Die Bäckerei in der Bahnstraße hat offen. Frisches Gebäck, Brot, Kuchen und einige Grundnahrungsmittel gibt es hier das ganze Jahr für uns und jetzt wird das auch noch ins Haus geliefert.

Mein Weg führt an Clasiens Haus vorbei. Gerne würde ich jetzt auf einen Kaffeetratsch vorbeischauen. Auf der Bahnstraße überholen mich ein paar Autos, einmal noch überquere ich die Straße, weil mir ein junges Paar mit zwei Kindern entgegenkommt. Hinter dem Bahnübergang, nach der Siedlung ist ein Container aufgestellt. „MoSo“ steht an der Tür, „24 Stunden Selbstbedienung“. Gerade wird eine frische Lieferung eingeräumt. Ich nehme mir vor, beim Rückweg hineinzuschauen. Auch das Geschäft bei der Tankstelle hat offen. Verhungern müssen wir hier in diesem Ort nicht.

Am Fahrradweg geht es Richtung Kronberg weiter. Ein leerer Linienbus fährt vorbei. Die Bergmühle Kronberg an der nächsten Kreuzung liegt verwaist da. Hier treffen sich an den Wochenenden „die Stadtleute“ und genießen Landluft. Essen, Spiele, kulturelle Darbietungen und zur Entspannung werden Liegestühle angeboten. Das Konzept scheint aufzugehen, an den Wochenenden ist der Parkplatz meist gut gefüllt. Diese Sommerfrischtage werden jetzt wohl auch einige Zeit auf sich warten lassen.
Richtung Kronberg ist eine Tafel mit Wanderrouten aufgehängt. Ich biege nicht in die Weingärten und Felder ab, ich gehe weiter auf dem Radweg Richtung Dorfzentrum. Kronberg begrüßt mich mit einem „Willkommen“ und einem Wappen mit Berg, Kreuz und Krone.
Ein gelber DHL Kleinbus fährt vorbei. Viele lassen sich jetzt Vieles liefern.
Im Kronberger Park, gleich hinter dem stattlichen Feuerwehrhaus, steht die Sommerbühne. Wird es heuer Veranstaltungen geben?

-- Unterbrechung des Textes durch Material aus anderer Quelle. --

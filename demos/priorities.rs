use beehive::{BeeSpec, Hive, HiveConfig, JobRequest, MemoryStore, SubmitOptions, worker::handler};
use serde_json::json;
use std::{sync::Arc, time::Duration};
use tokio::time::sleep;
use tracing::info;

#[tokio::main]
async fn main() -> std::result::Result<(), Box<dyn std::error::Error>> {
    tracing_subscriber::fmt::init();

    info!("Beehive priority example");
    let config = HiveConfig::default().with_poll_interval(Duration::from_millis(100));
    let hive = Hive::new(Arc::new(MemoryStore::new()), config)?;

    // queue everything before a bee exists so the ordering is visible
    let mut jobs = Vec::new();
    for (name, priority) in [("background", -5), ("normal", 0), ("urgent", 10), ("high", 5)] {
        let request = JobRequest::new("report")
            .arg(name)
            .options(SubmitOptions::new().with_priority(priority));
        let job = hive.submit(request).await?;
        info!("Queued {} with priority {} as {}", name, priority, job.jid());
        jobs.push(job);
    }
    info!("Queue size: {}", hive.queue_size("report").await?);

    hive.bee(
        "report",
        BeeSpec::new(handler(|job, _| async move {
            let name: String = job.arg(0)?;
            info!("Running {} job", name);
            sleep(Duration::from_millis(50)).await;
            Ok(json!(name))
        }))
        .with_concurrency(1),
    )
    .await?;

    for job in jobs {
        info!("Finished {}", job.result().await?);
    }

    hive.shutdown().await;
    Ok(())
}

Ein älteres Paar winkt mir aus einem Fenster. Viel mehr als mich gibt es hier nicht zu sehen. Ein Fenster ist mit Kinderzeichnungen voll geklebt. Auf einem Blatt ist ein bunter Regenbogen, darunter steht: „Alles wird gut“.
Nach fast einer Stunde komme ich beim Gasthof Holzbauer an. Der Menüwochenplan hängt an der Tür. Bröselknödelsuppe und Augsburger hätte ich mir heute liefern lassen können. Das kleine Lebensmittelgeschäft daneben ist vormittags geöffnet und auch hier wird auf Bestellung ins Haus geliefert.

Da eine gemütliche Pause im Gasthaus ausfällt, mache ich mich wieder auf den Heimweg. Mein Blick fällt noch auf den Bauernhof, der im Mai und Juni wieder Erdbeeren verkaufen wird. Erdbeermarmelade ist unsere Lieblingsmarmelade.
P.S.: Ich ging rasch zurück nach Hause. Im Selbstbedienungscontainer kaufte ich Bratwürste. Ich kann sie sehr empfehlen.